Only the lines from the start of the entries through the line with "pub(crate) struct IamTokenResponse" are wanted; please output them exactly.

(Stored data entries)
┌──
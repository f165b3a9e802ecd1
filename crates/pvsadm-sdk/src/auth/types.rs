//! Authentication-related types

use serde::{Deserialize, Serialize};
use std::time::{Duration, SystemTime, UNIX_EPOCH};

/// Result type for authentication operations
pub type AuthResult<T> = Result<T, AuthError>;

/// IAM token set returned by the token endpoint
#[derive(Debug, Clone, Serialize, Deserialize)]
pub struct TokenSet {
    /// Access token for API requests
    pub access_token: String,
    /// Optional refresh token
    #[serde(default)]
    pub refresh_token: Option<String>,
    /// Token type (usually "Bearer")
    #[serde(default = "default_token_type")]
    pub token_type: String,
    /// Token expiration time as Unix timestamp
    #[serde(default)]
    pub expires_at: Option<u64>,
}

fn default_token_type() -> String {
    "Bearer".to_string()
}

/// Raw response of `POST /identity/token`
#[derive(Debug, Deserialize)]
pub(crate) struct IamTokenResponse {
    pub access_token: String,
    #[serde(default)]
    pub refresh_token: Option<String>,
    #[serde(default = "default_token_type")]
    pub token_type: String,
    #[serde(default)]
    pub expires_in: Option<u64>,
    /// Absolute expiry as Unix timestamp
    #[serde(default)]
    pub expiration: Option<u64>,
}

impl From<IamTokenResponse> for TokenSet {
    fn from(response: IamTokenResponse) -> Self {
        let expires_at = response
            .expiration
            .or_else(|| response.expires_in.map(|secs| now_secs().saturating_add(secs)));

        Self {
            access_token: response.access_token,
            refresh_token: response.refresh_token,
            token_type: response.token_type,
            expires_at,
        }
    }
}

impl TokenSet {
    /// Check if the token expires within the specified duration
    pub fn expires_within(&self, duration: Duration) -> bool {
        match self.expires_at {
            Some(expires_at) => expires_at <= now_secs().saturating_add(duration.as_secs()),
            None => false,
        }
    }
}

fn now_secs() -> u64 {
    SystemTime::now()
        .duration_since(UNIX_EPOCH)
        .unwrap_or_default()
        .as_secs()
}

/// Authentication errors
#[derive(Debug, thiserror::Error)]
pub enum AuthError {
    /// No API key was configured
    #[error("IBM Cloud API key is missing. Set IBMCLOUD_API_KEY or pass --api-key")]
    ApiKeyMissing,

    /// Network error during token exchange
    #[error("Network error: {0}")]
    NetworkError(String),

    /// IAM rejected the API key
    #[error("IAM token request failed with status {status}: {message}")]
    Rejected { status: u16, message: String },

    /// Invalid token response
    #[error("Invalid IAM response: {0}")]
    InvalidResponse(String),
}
└──
(Exercise output)
repository f165b3a9e802ecd1
filename crates/pvsadm-sdk/src/auth/types.rs
//! Authentication-related types

use serde::{Deserialize, Serialize};
use std::time::{Duration, SystemTime, UNIX_EPOCH};

/// Result type for authentication operations
pub type AuthResult<T> = Result<T, AuthError>;

/// IAM token set returned by the token endpoint
#[derive(Debug, Clone, Serialize, Deserialize)]
pub struct TokenSet {
    /// Access token for API requests
    pub access_token: String,
    /// Optional refresh token
    #[serde(default)]
    pub refresh_token: Option<String>,
    /// Token type (usually "Bearer")
    #[serde(default = "default_token_type")]
    pub token_type: String,
    /// Token expiration time as Unix timestamp
    #[serde(default)]
    pub expires_at: Option<u64>,
}

fn default_token_type() -> String {
    "Bearer".to_string()
}

/// Raw response of `POST /identity/token`
#[derive(Debug, Deserialize)]
pub(crate) struct IamTokenResponse {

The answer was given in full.